Собственно, ничто существенно не переменилось и сейчас, разве лишь «неприятности» носят менее катастрофический характер.
Первая попытка «подумать вслух» обернулась для меня в 1938 году первым, к счастью, весьма недолгим, знакомством с НКВД. На второй — в 1944 году — стоит остановиться подробнее.
Всякое затишье на фронте и, в особенности, длительная, глухая оборона немедленно вызывали бурную активизацию деятельности политработников. Летом 44-го, когда мы стояли на границах Бессарабии, одним из проявлений этой активизации стали так называемые «теоретические конференции» или «собеседования». Темой конференций, проводившихся в армиях 3-го Украинского фронта, была «теория и тактика большевистской партии в вопросах войны и мира». Мне пытались навязать основной доклад, но я, ссылаясь на служебную занятость, — когда еще больше работы у разведчика-информатора, как не в период длительной обороны? — наотрез отказался. Меня все же вынудили согласиться на «содоклад».
Вот тут и возникла ситуация, отразившаяся, пожалуй, на всей моей последующей жизни.

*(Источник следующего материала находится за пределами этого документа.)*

use alloy::primitives::utils::format_units;
use alloy::primitives::{I256, U256};
use chrono::Local;

use crate::dex::{Reserves, Side, TokenPair};
use crate::math::Fixed;
use crate::price::PriceSnapshot;
use crate::simulation::{Opportunity, Projection, TradeDecision};

/// Raw `quote / base` ratio in human units
fn human_price(raw: f64, pair: &TokenPair) -> f64 {
    let shift = pair.base.decimals as i32 - pair.quote.decimals as i32;
    raw * 10f64.powi(shift)
}

fn reserve_price(reserves: &Reserves, pair: &TokenPair) -> f64 {
    let quote = Fixed::from_u256(reserves.quote).to_f64();
    let base = Fixed::from_u256(reserves.base).to_f64();
    human_price(quote / base, pair)
}

fn amount(value: U256, decimals: u8) -> String {
    format_units(value, decimals).unwrap_or_else(|_| value.to_string())
}

fn signed_amount(value: I256, decimals: u8) -> String {
    format_units(value, decimals).unwrap_or_else(|_| value.to_string())
}

/// Both venues' prices and their divergence
pub fn print_price_check(
    snapshot: &PriceSnapshot,
    pair: &TokenPair,
    precision: u32,
    source: Option<Side>,
) {
    let timestamp = Local::now().format("%H:%M:%S%.3f");
    let precision = precision as usize;
    let block = snapshot
        .block
        .map_or_else(|| "-".to_string(), |b| b.to_string());

    println!();
    println!("┌──────────────────────────────────────────────────────────────┐");
    match source {
        Some(side) => println!("│ PRICE CHECK | block {} | {} | swap on {}", block, timestamp, side),
        None => println!("│ PRICE CHECK | block {} | {}", block, timestamp),
    }
    println!("├──────────────────────────────────────────────────────────────┤");
    println!(
        "│ A  {:>24.prec$} {}/{}",
        reserve_price(&snapshot.reserves(Side::A), pair),
        pair.quote.symbol,
        pair.base.symbol,
        prec = precision
    );
    println!(
        "│ B  {:>24.prec$} {}/{}",
        reserve_price(&snapshot.reserves(Side::B), pair),
        pair.quote.symbol,
        pair.base.symbol,
        prec = precision
    );

    let color = if snapshot.divergence.is_negative() { "31" } else { "32" };
    println!(
        "│ Divergence  \x1b[1;{}m{:.prec$}%\x1b[0m",
        color,
        snapshot.divergence,
        prec = precision
    );
    println!("└──────────────────────────────────────────────────────────────┘");
}

/// Solver output for an opportunity
pub fn print_opportunity(opportunity: &Opportunity, pair: &TokenPair, precision: u32) {
    let precision = precision as usize;
    let eq = &opportunity.equalization;

    println!();
    println!("  OPPORTUNITY: {}", opportunity.direction);
    println!(
        "  {:<22} {:.prec$} {}/{}",
        "Synced price:",
        human_price(eq.synced.to_f64(), pair),
        pair.quote.symbol,
        pair.base.symbol,
        prec = precision
    );
    println!(
        "  {:<22} {}",
        "Size:",
        opportunity
            .size
            .floor_u256()
            .map(|s| amount(s, pair.base.decimals))
            .unwrap_or_else(|| opportunity.size.to_string())
    );
    println!(
        "  {:<22} {:.prec$} (raw units, before fees)",
        "Expected profit:",
        opportunity.profit_before_fees,
        prec = precision
    );
}

/// Quote amounts and the go/no-go verdict
pub fn print_decision(decision: &TradeDecision, pair: &TokenPair) {
    let quote = &pair.quote;

    println!();
    println!("  ┌─────────────────── PROFITABILITY ───────────────────┐");
    if let Some(err) = &decision.liquidity_error {
        println!("  │ Liquidity check failed: {}", err);
    } else {
        println!("  │ Amount in:   {} {}", amount(decision.amount_in, quote.decimals), quote.symbol);
        println!("  │ Amount out:  {} {}", amount(decision.amount_out, quote.decimals), quote.symbol);
        let color = if decision.net.is_negative() { "31" } else { "32" };
        println!(
            "  │ Net:         \x1b[1;{}m{} {}\x1b[0m",
            color,
            signed_amount(decision.net, quote.decimals),
            quote.symbol
        );
    }
    println!(
        "  │ Est. gas:    {} ETH (not deducted)",
        amount(decision.estimated_gas_cost, 18)
    );
    println!(
        "  │ Decision:    {}",
        if decision.go { "\x1b[1;32mGO\x1b[0m" } else { "\x1b[1;31mNO GO\x1b[0m" }
    );
    println!("  └─────────────────────────────────────────────────────┘");
}

/// Balances before and after the trade as quoted, gas at the full estimate
pub fn print_projection(projection: &Projection, pair: &TokenPair) {
    let quote = &pair.quote;
    let before = &projection.before;
    let label = |what: &str| format!("{} {}:", quote.symbol, what);

    println!();
    println!("  ┌──────────────────── PROJECTION ─────────────────────┐");
    println!("  │ {:<18} {}", "ETH before:", amount(before.native, 18));
    println!("  │ {:<18} {}", "ETH after:", amount(projection.native_after, 18));
    println!("  │ {:<18} {}", "ETH spent (gas):", amount(projection.gas, 18));
    println!("  │");
    println!("  │ {:<18} {}", label("before"), amount(before.quote, quote.decimals));
    println!("  │ {:<18} {}", label("after"), amount(projection.quote_after, quote.decimals));
    println!(
        "  │ {:<18} {}",
        label("gained"),
        signed_amount(projection.quote_gained, quote.decimals)
    );
    println!("  │");
    println!(
        "  │ {:<18} {}",
        "Total after gas:",
        signed_amount(projection.total, quote.decimals)
    );
    println!("  └─────────────────────────────────────────────────────┘");
}

#[cfg(test)]
mod tests {
    use super::*;
    use crate::dex::Token;
    use alloy::primitives::Address;

    #[test]
    fn test_human_price_adjusts_decimals() {
        let pair = TokenPair {
            base: Token {
                address: Address::repeat_byte(1),
                symbol: "WETH".to_string(),
                decimals: 18,
            },
            quote: Token {
                address: Address::repeat_byte(2),
                symbol: "USDC".to_string(),
                decimals: 6,
            },
        };
        // 2_000_000_000 USDC units per 1e18 wei
        let reserves = Reserves::new(
            U256::from(1_000_000_000_000_000_000u128),
            U256::from(2_000_000_000u64),
        );
        assert!((reserve_price(&reserves, &pair) - 2000.0).abs() < 1e-6);
    }
}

Меня давно, с осени 1939 года, волновала сложная проблема, связанная с заключением договора о дружбе, ненападении и взаимопомощи между СССР и Германией. Предательская сущность этого пакта, отход от основных принципов мирной политики были, пожалуй, ясны мне с самого начала. Последовавшие вслед за пактом четвертый раздел Польши, позорная война с Финляндией, захват Литвы, Латвии, Эстонии и Бессарабии означали откровенный переход к политике колониальных захватов. Однако, несмотря на то, что во мне боролись противоречивые чувства возмущения и патриотической гордости, говорить об этом с кем-либо, кроме самых близких друзей, было равносильно прямому самоубийству.
Но был у этой проблемы один аспект, который — после Сталинграда, после Курской дуги — казался мне вполне безопасным: пораженческая позиция коммунистических партий Франции и Англии, занятая ими с первых же дней второй мировой войны.
Я учился в то время в Высшей специальной школе Генерального штаба Красной армии. Любопытным отличием этой строго засекреченной академии, готовившей кадры для советской разведки, было то, что в академической библиотеке получались и были вполне доступны все основные газеты и журналы западного мира — английские, французские, американские и, конечно же, «союзнические» — немецкие.
Я до сих пор помню потрясение, испытанное мною, когда в результате чтения этих газет мне стало ясно, что руководство французской компартии уже
после
поражения Франции вплоть до июня 1941 года призывало французов брататься с немецкими оккупантами и требовало включения своих представителей в коллаборационистское правительство маршала Петена. Вот этой темы я и решил осторожно коснуться в своем «содокладе».Выбрав время, я раза два или три навестил библиотеку передвижного Дома Красной армии и на листке бумаги (он сохранился у меня до сих пор) набросал три пункта, вряд ли прочно связанных друг с другом.